> WORK ORDER
Filtering the records below, copy only those lines that include the word "buffer".

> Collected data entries
^^^^

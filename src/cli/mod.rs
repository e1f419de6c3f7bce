pub mod decrypt;
pub mod encrypt;
pub mod info;
pub mod plan;

pub use decrypt::*;
pub use encrypt::*;
pub use info::*;
pub use plan::*;
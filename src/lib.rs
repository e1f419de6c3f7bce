//! Pixcrypt - Reversible Pixel Transform Pipelines
//!
//! Applies an ordered list of elementary, shape-preserving transforms to an
//! image's 8-bit pixel buffer and inverts that list exactly. The transforms
//! are obfuscation primitives, not a cipher.
//!
//! ## Transforms
//!
//! - **Swap**: RGB <-> BGR channel reversal (involution, 3-channel only)
//! - **Xor**: XOR every sample with a fixed byte (involution)
//! - **Add**: modular addition; inverted by the additive inverse mod 256
//! - **Multiply**: modular multiplication; odd factors only, inverted by the
//!   multiplicative inverse mod 256
//! - **ShuffleRows / ShuffleColumns**: seeded permutation of rows or
//!   columns; inverted by the inverse permutation
//!
//! Decrypting runs the inverse of each step in reverse order:
//!
//! ```text
//! encrypt: T1 → T2 → ... → Tn
//! decrypt: Tn⁻¹ → ... → T2⁻¹ → T1⁻¹
//! ```
//!
//! ## Example
//!
//! ```no_run
//! use pixcrypt::cli::{decrypt_image, encrypt_image, CryptOptions};
//! use pixcrypt::pipeline::parse_pipeline_ops;
//! use std::path::Path;
//!
//! let options = CryptOptions {
//!     pipeline: parse_pipeline_ops(&["swap", "xor:42", "shuffle_rows:1234"]).unwrap(),
//! };
//! encrypt_image(Path::new("photo.png"), Path::new("locked.png"), &options).unwrap();
//! decrypt_image(Path::new("locked.png"), Path::new("restored.png"), &options).unwrap();
//! ```

pub mod buffer;
pub mod cli;
pub mod codec;
pub mod error;
pub mod permutation;
pub mod pipeline;
pub mod transform;

pub use buffer::{PixelBuffer, Shape};
pub use error::{PixcryptError, Result};
pub use permutation::Permutation;
pub use pipeline::Pipeline;
pub use transform::Transform;
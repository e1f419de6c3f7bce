use crate::buffer::Shape;
use crate::cli::encrypt::CryptOptions;
use crate::codec;
use crate::error::Result;
use log::info;
use std::path::Path;

/// Decrypt an image file by running the inverse of the pipeline.
/// The pipeline must be the same one used to encrypt.
pub fn decrypt_image(input_path: &Path, output_path: &Path, options: &CryptOptions) -> Result<Shape> {
    let mut buffer = codec::decode(input_path)?;
    options.pipeline.apply_inverse(&mut buffer)?;
    codec::encode(&buffer, output_path)?;

    info!(
        "Decrypted {} -> {} with {}",
        input_path.display(),
        output_path.display(),
        options.pipeline
    );
    Ok(buffer.shape())
}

^^^^

> RESPONSE BELOW
//! image's 8-bit pixel buffer and inverts that list exactly. The transforms
pub mod buffer;
pub use buffer::{PixelBuffer, Shape};
use crate::buffer::Shape;
    let mut buffer = codec::decode(input_path)?;
    options.pipeline.apply_inverse(&mut buffer)?;
    codec::encode(&buffer, output_path)?;
    Ok(buffer.shape())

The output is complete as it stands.